The stakes have never been higher. In Lana Del Rey’s latest song “The Greatest,” an entire generation is burned out. The world is getting hotter. Hope is a dwindling resource. We don’t have much time left. Worst of all, the old highs aren’t hitting quite the same. “I want shit to feel just like it used to,” she sings with a quiver as a sad piano motif descends behind her. Lana’s songs have always sounded like lonely missives from the end of the world with a beachside view; the difference is now we’re watching the clock tick down alongside her. “If this is it,” she sings, “I had a ball.”

Like everything we’ve heard from upcoming album Norman Fucking Rockwell!, “The Greatest” is a kaleidoscope of classic-rock radio transmitted through Lana’s hushed, psychedelic lens.
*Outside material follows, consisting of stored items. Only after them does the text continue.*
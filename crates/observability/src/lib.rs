//! `ordertally-observability` — logging/tracing setup for host processes.

pub mod tracing;

pub use tracing::init;
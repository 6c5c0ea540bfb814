//! Boundary contracts with the excluded host collaborators: persistence,
//! compilation, position sync and image upload. Only the shapes the engine
//! depends on live here; transport, storage layout and rendering are the
//! host's business.

use std::collections::HashMap;

use serde::{Deserialize, Serialize};
use thiserror::Error;

use crate::editing::Document;

/// Errors surfaced by host collaborators. These are the only errors that
/// cross the engine/host boundary; the engine core itself resolves its own
/// failure modes with defined fallbacks instead of erroring.
#[derive(Debug, Error)]
pub enum HostError {
    #[error("host service unavailable: {0}")]
    Unavailable(String),
    #[error("host rejected the request: {0}")]
    Rejected(String),
    #[error(transparent)]
    Io(#[from] std::io::Error),
}

/// What the engine hands over on save.
#[derive(Debug, Clone, Serialize, Deserialize)]
pub struct SaveRequest {
    pub title: String,
    pub markup: String,
    pub template: String,
    pub variables: HashMap<String, String>,
    /// Raw tree snapshot; optional because legacy projects may only ever
    /// have stored markup.
    #[serde(default)]
    pub tree: Option<Document>,
}

#[derive(Debug, Clone, PartialEq, Eq, Serialize, Deserialize)]
pub struct SaveReceipt {
    pub id: String,
}

/// A persisted project as loaded from the host. Hydration accepts either
/// representation and prefers the tree snapshot when both are present.
#[derive(Debug, Clone, Serialize, Deserialize)]
pub struct ProjectRecord {
    pub title: String,
    #[serde(default)]
    pub markup: Option<String>,
    #[serde(default)]
    pub tree: Option<Document>,
    pub template: String,
    #[serde(default)]
    pub variables: HashMap<String, String>,
}

pub trait ProjectStore {
    fn save(&mut self, request: SaveRequest) -> Result<SaveReceipt, HostError>;
    fn load(&self, id: &str) -> Result<ProjectRecord, HostError>;
}

pub trait Compiler {
    /// Compile markup to the output artifact (a PDF, in the reference host).
    fn compile(
        &self,
        markup: &str,
        template: &str,
        variables: &HashMap<String, String>,
        title: &str,
    ) -> Result<Vec<u8>, HostError>;
}

/// Bidirectional mapping between serialized-markup lines and output pages.
pub trait PositionSync {
    fn forward(&self, project: &str, line: usize) -> Result<u32, HostError>;
    fn reverse(&self, project: &str, page: u32) -> Result<usize, HostError>;
}

pub trait ImageStore {
    /// Store an uploaded image; the returned path becomes the value of an
    /// image-typed block argument.
    fn upload(&mut self, project: &str, bytes: &[u8]) -> Result<String, HostError>;
}
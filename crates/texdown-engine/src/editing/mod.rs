/*!
 * # Editing Core Module
 *
 * The document tree is the single source of truth for a project's content;
 * everything in this module exists to keep that tree, its serialized markup
 * form and the user's caret in agreement.
 *
 * ## Architecture Overview
 *
 * ### 1. Linear document model
 * - The tree is an ordered sequence of top-level nodes: paragraph containers
 *   (one logical line each) and atomic **magic blocks** standing in for
 *   templated commands.
 * - Magic blocks are opaque units: the serializer never descends into them
 *   and editing operations create, mutate and destroy them only as a whole,
 *   so no partial block state is ever observable.
 *
 * ### 2. Command-based editing
 * - Structural edits flow through the [`Cmd`] enum and
 *   [`Document::apply`](document::Document::apply), each application
 *   returning a node-level [`Patch`] with the removed/inserted ids and the
 *   caret's landing position.
 * - Paired begin/end commands are inserted and deleted together as single
 *   operations, with a nesting-depth scan to match partners.
 *
 * ### 3. Reversible serialization
 * - [`serialize`](serialize::serialize) walks the tree to canonical markup;
 *   [`Document::from_markup`](document::Document::from_markup) hydrates the
 *   inverse. `hydrate(serialize(t))` re-serializes byte-identically.
 * - A "stop before node" walk produces the prefix that maps a caret to its
 *   1-based line in the serialized markup, the currency of forward/reverse
 *   sync with compiled output.
 *
 * ### 4. Durable selection
 * - [`SelectionTracker`](selection::SelectionTracker) snapshots the caret
 *   across focus loss and guards programmatic restores with an explicit
 *   Idle/AwaitingRestore state machine, so transient selection events during
 *   a restore cannot clobber the snapshot being restored.
 * - [`EditorSession`](session::EditorSession) is the controller owning the
 *   tree, the catalog, the tracker and the sync debounce; hosts hold one per
 *   mounted editor surface. No process-wide state.
 */

pub mod commands;
pub mod document;
pub mod selection;
pub mod serialize;
pub mod session;

pub use commands::{Cmd, has_unmatched_begin};
pub use document::{ArgValue, Document, MagicBlock, Node, NodeId, Paragraph};
pub use selection::{Debounce, RestorePlan, RestoreToken, SelectionSnapshot, SelectionTracker};
pub use serialize::{line_of, normalize, serialize, serialize_until};
pub use session::EditorSession;

/// A caret position: a top-level node plus a character offset within it.
/// Offsets into atomic blocks are meaningless and treated as the block
/// boundary.
#[derive(Debug, Clone, Copy, PartialEq, Eq)]
pub struct Caret {
    pub node: NodeId,
    pub offset: usize,
}

/// Result of applying a command to the document tree.
#[derive(Debug, Clone, PartialEq)]
pub struct Patch {
    /// Ids removed from the tree, in removal order.
    pub removed: Vec<NodeId>,
    /// Ids inserted into the tree.
    pub inserted: Vec<NodeId>,
    /// Where the caret lands after the edit, when the edit moves it.
    pub caret: Option<Caret>,
    /// Document version after the edit.
    pub version: u64,
}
The drums roll in slow motion, the guitar solos are fuzzy, the piano is recorded so that you can feel the shag carpet beneath it. Instead of luxuriating in vintage textures, Lana is restless, eulogizing her listless youth while repeatedly incorporating the words “the culture is lit,” as if attempting to dance through the tears. Her new video pairs the ballad with “Fuck It I Love You,” an ode to California and self-destruction. The juxtaposition of the songs seems inevitable; her dreams of escape always lead to the same place.

Like a long, dramatic shot of a drifter leaving the scene, “The Greatest” fades with a list of rhyming epitaphs that build to a stunner of a coda: “L.A.’s in flames, it’s getting hot/Kanye West is blonde and gone/‘Life on Mars’ ain’t just a song,” she sings before snapping back to the current moment: “Oh, the live stream’s almost on.” It’s a playful, graceful way to voice a common feeling of helplessness and overstimulation. And if she sounds more at peace than the rest of us, it’s because she’s been here a while, waiting for us to catch up before it’s too late.